[Stored data entries]

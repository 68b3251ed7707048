use tracing_subscriber::layer::SubscriberExt;
use tracing_subscriber::util::SubscriberInitExt;
use tracing_subscriber::EnvFilter;

/// Install the global subscriber. `RUST_LOG` wins over `verbose`.
pub(crate) fn init(verbose: bool, json: bool) {
    let default_level = if verbose { "debug" } else { "info" };
    let env_filter =
        EnvFilter::try_from_default_env().unwrap_or_else(|_| EnvFilter::new(default_level));

    if json {
        tracing_subscriber::registry()
            .with(env_filter)
            .with(tracing_subscriber::fmt::layer().json())
            .init();
    } else {
        tracing_subscriber::registry()
            .with(env_filter)
            .with(tracing_subscriber::fmt::layer().with_target(false))
            .init();
    }
}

* WORK TO BE COMPLETED *
Exact copies of all entries are what's needed here.

* RESULT OF THIS TASK *
repository 68b3251ed7707048
use tracing_subscriber::layer::SubscriberExt;
use tracing_subscriber::util::SubscriberInitExt;
use tracing_subscriber::EnvFilter;

/// Install the global subscriber. `RUST_LOG` wins over `verbose`.
pub(crate) fn init(verbose: bool, json: bool) {
    let default_level = if verbose { "debug" } else { "info" };
    let env_filter =
        EnvFilter::try_from_default_env().unwrap_or_else(|_| EnvFilter::new(default_level));

    if json {
        tracing_subscriber::registry()
            .with(env_filter)
            .with(tracing_subscriber::fmt::layer().json())
            .init();
    } else {
        tracing_subscriber::registry()
            .with(env_filter)
            .with(tracing_subscriber::fmt::layer().with_target(false))
            .init();
    }
}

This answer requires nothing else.